Healthcare professionals are becoming increasingly concerned that the long-term effects experienced by those COVID-19 patients who were hospitalised, may be underestimated.

This is evidenced by a new study published in the medical journal The Lancet, that showed that six months after becoming ill, 1,733  people experienced lingering problems including fatigue, anxiety, depression, insomnia and diminished lung capacity.

Of the 2,469 COVID-19 patients discharged, from the Jin Yin-tan Hospital in Wuhan, China, only 1,733 were eligible for the study that found that more than three-quarters of them had at least one persistent symptom six months later. To date, this is the largest study with the longest follow-up.

The methodology used in-person evaluations of individuals who had been admitted to the hospital for a median of 14 days between 7 Jan to 29 May 2020. All patients were interviewed using a series of questionnaires in order to evaluate the symptoms and related quality of life.

They also underwent physical examinations, a six-minute walking test and a blood test. About 350 patients were tested for lung function and had chest CT scans and ultrasounds. The median age of the eligible patients was 57.

The researchers found that the most common single issue (63%) was ongoing fatigue and muscle weakness. Over 25% experienced sleeping difficulties and 23% also reported anxiety and depression (a symptom that was found to be more common in women).

Flow chart of patients with COVID-19 discharged from Jin Yin-tan Hospital between Jan 7, and May 29, 2020: Source: Chaolin Huang et al. 2021

Those patients who were more severely ill during their time in hospital often displayed impaired lung function and abnormalities were detected during the chest imaging, indicating possible organ damage.

Additionally, the study also revealed that some people who were hospitalised had normal kidney function when they were admitted but displayed diminished kidney function later on.

The authors acknowledge that the study may not be the first to address the issue of long-term persistent symptoms, also known as ‘Long COVID’ but they believe that most studies published to date appear to have either used patient samples that were too small or too short a timeframe, as many studies were carried out over a maximum period of three months.

There are also important aspects that the study doesn’t delve into, such as the patients’ cognitive or neurological functions; neither does it report whether any patients suffered from anxiety or depression before the onset of COVID-19. It is also limited to being a single-centred study of solely Chinese patients.

Nonetheless, even though the study may not be considered comprehensive, it is of importance.

To begin with, it is one of the first publications that really describes with some degree of detail longer-term outcomes among a relatively large group of people.
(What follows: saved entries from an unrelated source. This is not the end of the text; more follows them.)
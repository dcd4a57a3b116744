//! Configuration for the ledger

use crate::types::Principal;
use serde::{Deserialize, Serialize};
use std::path::PathBuf;

/// Top-level configuration
#[derive(Debug, Clone, Serialize, Deserialize)]
pub struct Config {
    /// Service name
    pub service_name: String,

    /// Data directory for the snapshot store
    pub data_dir: PathBuf,

    /// Ledger identities and rates
    pub ledger: LedgerConfig,

    /// Sequencer configuration
    pub sequencer: SequencerConfig,

    /// RocksDB configuration
    pub storage: StorageConfig,
}

impl Default for Config {
    fn default() -> Self {
        Self {
            service_name: "timelock-ledger".to_string(),
            data_dir: PathBuf::from("./data/timelock"),
            ledger: LedgerConfig::default(),
            sequencer: SequencerConfig::default(),
            storage: StorageConfig::default(),
        }
    }
}

/// Ledger identities and rates
#[derive(Debug, Clone, Serialize, Deserialize)]
pub struct LedgerConfig {
    /// Owner principal (sets unlock ticks, receives penalties)
    pub owner: Principal,

    /// Recorder principal (appends history on behalf of others)
    pub recorder: Principal,

    /// Emergency withdrawal penalty, percent of the withdrawn amount
    pub penalty_rate_percent: u64,

    /// Interest rate applied when an account has not set its own (percent)
    pub default_interest_rate: u64,

    /// Number of recent events retained in memory
    pub event_buffer_capacity: usize,
}

impl Default for LedgerConfig {
    fn default() -> Self {
        Self {
            owner: Principal::new("owner"),
            recorder: Principal::new("recorder"),
            penalty_rate_percent: 10,
            default_interest_rate: 5,
            event_buffer_capacity: 1024,
        }
    }
}

/// Sequencer configuration
#[derive(Debug, Clone, Serialize, Deserialize)]
pub struct SequencerConfig {
    /// Bounded mailbox capacity
    pub mailbox_capacity: usize,

    /// Persist a snapshot after every successful write
    pub persist_snapshots: bool,
}

impl Default for SequencerConfig {
    fn default() -> Self {
        Self {
            mailbox_capacity: 1000,
            persist_snapshots: true,
        }
    }
}

/// RocksDB configuration
#[derive(Debug, Clone, Serialize, Deserialize)]
pub struct StorageConfig {
    /// Write buffer size (MB)
    pub write_buffer_size_mb: usize,

    /// Max write buffers
    pub max_write_buffer_number: i32,

    /// Max background jobs (compaction + flush)
    pub max_background_jobs: i32,

    /// Retained snapshot generations (older ones are pruned)
    pub retained_snapshots: u64,
}

impl Default for StorageConfig {
    fn default() -> Self {
        Self {
            write_buffer_size_mb: 64,
            max_write_buffer_number: 2,
            max_background_jobs: 2,
            retained_snapshots: 8,
        }
    }
}

impl Config {
    /// Load from file
    pub fn from_file(path: impl AsRef<std::path::Path>) -> crate::Result<Self> {
        let content = std::fs::read_to_string(path)?;
        let config: Config = toml::from_str(&content)
            .map_err(|e| crate::Error::Config(format!("Failed to parse config: {}", e)))?;
        config.validate()?;
        Ok(config)
    }

    /// Load from environment variables
    pub fn from_env() -> crate::Result<Self> {
        let mut config = Config::default();

        if let Ok(data_dir) = std::env::var("TIMELOCK_DATA_DIR") {
            config.data_dir = PathBuf::from(data_dir);
        }

        if let Ok(owner) = std::env::var("TIMELOCK_OWNER") {
            config.ledger.owner = Principal::new(owner);
        }

        if let Ok(recorder) = std::env::var("TIMELOCK_RECORDER") {
            config.ledger.recorder = Principal::new(recorder);
        }

        if let Ok(rate) = std::env::var("TIMELOCK_PENALTY_RATE") {
            config.ledger.penalty_rate_percent = rate
                .parse()
                .map_err(|e| crate::Error::Config(format!("TIMELOCK_PENALTY_RATE: {}", e)))?;
        }

        config.validate()?;
        Ok(config)
    }

    /// Check cross-field constraints
    pub fn validate(&self) -> crate::Result<()> {
        self.ledger.validate()
    }
}

impl LedgerConfig {
    /// Check identity and rate constraints
    pub fn validate(&self) -> crate::Result<()> {
        if self.owner == self.recorder {
            return Err(crate::Error::Config(
                "recorder identity must differ from owner".to_string(),
            ));
        }
        if self.penalty_rate_percent > 100 {
            return Err(crate::Error::Config(format!(
                "penalty rate {}% exceeds 100%",
                self.penalty_rate_percent
            )));
        }
        if self.default_interest_rate == 0 {
            return Err(crate::Error::Config(
                "default interest rate must be positive".to_string(),
            ));
        }
        Ok(())
    }
}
Secondly, it forms part of a growing body of evidence that confirms what many individuals have long been reporting: chronic, often debilitating health issues that are still hard to define and as yet not well understood.
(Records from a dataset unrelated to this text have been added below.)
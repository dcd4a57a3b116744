//! Timelock Ledger
//!
//! Custodial time-lock savings ledger driven by a logical tick counter.
//!
//! # Architecture
//!
//! - **Accounts**: Balances gated by a single unlock tick or by tranches
//! - **Penalty**: Early exit with a percentage penalty credited to the owner
//! - **Interest**: Simple interest over lock metadata, realized on maturity
//! - **History**: Append-only, hash-chained per-principal audit log
//! - **Reminders**: Per-principal scheduled notifications
//! - **Single Writer**: One sequencer task applies every mutation in order
//!
//! # Invariants
//!
//! - Tranche amounts always sum to the account balance
//! - No withdrawal without unlock, except emergency withdrawal
//! - Rejected operations leave state untouched
//! - History indices are gapless and records are never mutated

#![forbid(unsafe_code)]
#![warn(
    missing_docs,
    rust_2018_idioms,
    missing_debug_implementations,
    clippy::all
)]

pub mod accounts;
pub mod actor;
pub mod clock;
pub mod config;
pub mod crypto;
pub mod error;
pub mod events;
pub mod history;
pub mod interest;
pub mod ledger;
pub mod metrics;
pub mod penalty;
pub mod reminders;
pub mod storage;
pub mod types;

// Re-exports
pub use actor::{spawn_sequencer, SequencerHandle};
pub use clock::{ManualClock, TickSource};
pub use config::Config;
pub use error::{Error, Result};
pub use events::{EventTopic, LedgerEvent};
pub use ledger::{LedgerState, TimelockLedger};
pub use storage::{MemoryStore, StateStore};
pub use types::{
    Account, Amount, LockInfo, PenaltySplit, Principal, Reminder, Tick, Tranche,
    TransactionKind, TransactionRecord, TransactionSummary, UnlockPolicy,
};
As the pandemic unfolded across the globe, patients joined Facebook groups, Twitter feeds, and other online support groups to share their stories of the symptoms that they were experiencing post-COVID, bringing visibility to an issue that has come to be called ‘Long COVID’.
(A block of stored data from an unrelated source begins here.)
//! Build a rebar3 package.
//!
//! A build runs these phases in order, each only if the previous one
//! succeeded:
//!
//! 1. prepare - compose the command environment, register hooks
//! 2. compile - `rebar3 compile [--rebar3-build-args]`
//! 3. package - `rebar3 release [--rebar3-release-args]`
//! 4. install - copy the release into `lib/<pkg>`, register the package
//! 5. hook generation - write environment scripts (unless skipped)

use std::collections::BTreeMap;
use std::fmt;
use std::path::Path;
use std::sync::Arc;
use std::time::Instant;

use tracing::{error, info};

use crate::builder::rebar3::{build_command, release_dir, Rebar3Locator, Verb};
use crate::builder::{BuildContext, BuildError, BuildEvent, BuildPhase, EventSink, NullSink};
use crate::environment::{
    create_environment_scripts, get_command_environment, process_environment, EnvironmentHook,
};
use crate::ops::install::install_release;
use crate::util::process::{exit_code, ProcessBuilder};

/// Variable listing install prefixes for package discovery.
pub const AMENT_PREFIX_PATH: &str = "AMENT_PREFIX_PATH";

/// Exit code reported when the command environment cannot be composed.
pub const ENVIRONMENT_FAILURE_CODE: i32 = 1;

/// Exit code reported when a build stops on an error rather than a phase status.
pub const BUILD_ERROR_CODE: i32 = 1;

/// Terminal state of a build.
#[derive(Debug, Clone, Copy, PartialEq, Eq)]
pub enum BuildOutcome {
    Success,
    Failed { phase: BuildPhase, code: i32 },
}

impl BuildOutcome {
    pub fn is_success(&self) -> bool {
        matches!(self, BuildOutcome::Success)
    }

    /// Process exit code for this outcome.
    pub fn exit_code(&self) -> i32 {
        match self {
            BuildOutcome::Success => 0,
            BuildOutcome::Failed { code, .. } => *code,
        }
    }

    /// Phase that failed, if any.
    pub fn failed_phase(&self) -> Option<BuildPhase> {
        match self {
            BuildOutcome::Success => None,
            BuildOutcome::Failed { phase, .. } => Some(*phase),
        }
    }
}

impl fmt::Display for BuildOutcome {
    fn fmt(&self, f: &mut fmt::Formatter<'_>) -> fmt::Result {
        match self {
            BuildOutcome::Success => write!(f, "success"),
            BuildOutcome::Failed { phase, code } => {
                write!(f, "{} failed with exit code {}", phase, code)
            }
        }
    }
}

/// Name of the hook advertising a package's install prefix.
pub fn ament_prefix_path_hook_name(package: &str) -> String {
    format!("rebar3_{}_ament_prefix_path", package)
}

/// Builds rebar3 packages.
///
/// One task can build many packages concurrently; it holds no per-build
/// state besides the memoized rebar3 location.
pub struct Rebar3BuildTask {
    locator: Rebar3Locator,
    events: Arc<dyn EventSink>,
    stdout_to_stderr: bool,
}

impl Rebar3BuildTask {
    /// Create a build task using `locator` to find rebar3.
    pub fn new(locator: Rebar3Locator) -> Self {
        Rebar3BuildTask {
            locator,
            events: Arc::new(NullSink),
            stdout_to_stderr: false,
        }
    }

    /// Send progress events to `events`.
    pub fn with_events(mut self, events: Arc<dyn EventSink>) -> Self {
        self.events = events;
        self
    }

    /// Send rebar3's stdout to stderr, keeping stdout for machine output.
    pub fn with_stdout_to_stderr(mut self, enabled: bool) -> Self {
        self.stdout_to_stderr = enabled;
        self
    }

    fn progress(&self, ctx: &BuildContext, phase: BuildPhase) {
        if let Some(marker) = phase.progress_label() {
            self.events.emit(BuildEvent::progress(&ctx.package, marker));
        }
    }

    fn finished(&self, ctx: &BuildContext, outcome: &BuildOutcome, start: Instant) {
        self.events.emit(BuildEvent::BuildFinished {
            package: ctx.package.clone(),
            success: outcome.is_success(),
            exit_code: outcome.exit_code(),
            failed_phase: outcome.failed_phase(),
            duration_ms: start.elapsed().as_millis() as u64,
        });
    }

    /// Build, package and install one package.
    ///
    /// `additional_hooks` are written together with the package's own hook.
    /// Returns `Err` only for errors that are not a phase's exit status:
    /// a missing rebar3, a process that cannot be spawned, or a filesystem
    /// failure during install or hook generation. A finished event is sent
    /// in every case.
    pub async fn build(
        &self,
        ctx: &BuildContext,
        additional_hooks: Vec<EnvironmentHook>,
    ) -> Result<BuildOutcome, BuildError> {
        let start = Instant::now();
        self.events.emit(BuildEvent::started(&ctx.package));

        let mut phase = BuildPhase::Prepare;
        let outcome = match self.run_phases(ctx, additional_hooks, &mut phase).await {
            Ok(outcome) => outcome,
            Err(e) => {
                error!(package = %ctx.package, %phase, "build aborted: {}", e);
                let failed = BuildOutcome::Failed {
                    phase,
                    code: BUILD_ERROR_CODE,
                };
                self.finished(ctx, &failed, start);
                return Err(e);
            }
        };

        if let BuildOutcome::Failed { phase, code } = outcome {
            error!(package = %ctx.package, %phase, code, "build failed");
        }
        self.finished(ctx, &outcome, start);
        Ok(outcome)
    }

    async fn run_phases(
        &self,
        ctx: &BuildContext,
        additional_hooks: Vec<EnvironmentHook>,
        phase: &mut BuildPhase,
    ) -> Result<BuildOutcome, BuildError> {
        info!(
            "Building rebar3 package in '{}'",
            ctx.source_path.display()
        );

        let env = match get_command_environment(
            "build",
            &ctx.build_base,
            process_environment(),
            &ctx.dependencies,
        )
        .await
        {
            Ok(env) => env,
            Err(e) => {
                error!("{}", e);
                return Ok(BuildOutcome::Failed {
                    phase: BuildPhase::Prepare,
                    code: ENVIRONMENT_FAILURE_CODE,
                });
            }
        };

        self.progress(ctx, BuildPhase::Prepare);
        let hooks = self.prepare(ctx, additional_hooks);

        *phase = BuildPhase::Compile;
        let rebar3 = self.locator.require()?;

        self.progress(ctx, BuildPhase::Compile);
        let code = self
            .invoke(rebar3, Verb::Compile, ctx.build_args.as_deref(), ctx, &env)
            .await?;
        if code != 0 {
            return Ok(BuildOutcome::Failed {
                phase: BuildPhase::Compile,
                code,
            });
        }

        *phase = BuildPhase::Package;
        self.progress(ctx, BuildPhase::Package);
        let code = self
            .invoke(rebar3, Verb::Release, ctx.release_args.as_deref(), ctx, &env)
            .await?;
        if code != 0 {
            return Ok(BuildOutcome::Failed {
                phase: BuildPhase::Package,
                code,
            });
        }

        *phase = BuildPhase::Install;
        self.progress(ctx, BuildPhase::Install);
        install_release(&release_dir(&ctx.source_path), &ctx.install_base, &ctx.package)
            .map_err(|source| BuildError::Install {
                package: ctx.package.clone(),
                source,
            })?;

        if !ctx.skip_hook_creation {
            *phase = BuildPhase::HookGeneration;
            create_environment_scripts(&ctx.install_base, &ctx.package, &hooks).map_err(
                |source| BuildError::Hooks {
                    package: ctx.package.clone(),
                    source,
                },
            )?;
        }

        Ok(BuildOutcome::Success)
    }

    /// Register the package's own hooks ahead of any additional ones.
    fn prepare(
        &self,
        ctx: &BuildContext,
        additional_hooks: Vec<EnvironmentHook>,
    ) -> Vec<EnvironmentHook> {
        let mut hooks = vec![EnvironmentHook::prepend(
            ament_prefix_path_hook_name(&ctx.package),
            &ctx.package,
            AMENT_PREFIX_PATH,
            "",
        )];
        hooks.extend(additional_hooks);
        hooks
    }

    async fn invoke(
        &self,
        rebar3: &Path,
        verb: Verb,
        extra_args: Option<&[String]>,
        ctx: &BuildContext,
        env: &BTreeMap<String, String>,
    ) -> Result<i32, BuildError> {
        let argv = build_command(rebar3, verb, extra_args);
        let command = argv.join(" ");

        let Some(process) = ProcessBuilder::from_argv(&argv) else {
            return Err(BuildError::Spawn {
                command,
                source: anyhow::anyhow!("empty command line"),
            });
        };

        info!("Invoking '{}' in '{}'", command, ctx.source_path.display());
        let status = process
            .cwd(&ctx.source_path)
            .envs(env.clone())
            .stdout_to_stderr(self.stdout_to_stderr)
            .status()
            .await
            .map_err(|source| BuildError::Spawn {
                command: command.clone(),
                source,
            })?;

        Ok(exit_code(status))
    }
}

impl Default for Rebar3BuildTask {
    fn default() -> Self {
        Self::new(Rebar3Locator::new())
    }
}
Many people described wide-ranging symptoms that included cognitive issues, known as “brain fog”, memory or attention problems, shortness of breath, a racing heart, nausea, diarrhoea, intermittent spiking fevers and much more.

Many more researchers are now launching follow-up studies of people who have been infected with COVID-19. A number of these will focus on damage to specific organs or systems while others plan to track a range of effects.

In the United Kingdom, the Post-Hospitalisation COVID-19 Study (PHOSP-COVID) aims to follow 10,000 patients for a year, analysing clinical factors such as blood tests and scans, and collecting data on biomarkers. A similar study by the University of California, San Francisco, on long-term coronavirus symptoms will follow hundreds of patients for up to two years.

Understanding the long-lasting effects of COVID-19 on patients, even those who experienced mild symptoms, remains crucial to planning the healthcare system response in countries all over the world.

Doctors and healthcare professionals have warned that without a proper understanding of the long term effects, these could turn out to be a bigger public health problem than the deaths caused by the pandemic – deaths which were not simply the result of COVID-19 but also due to delayed diagnoses and interventions as a result of the emergency.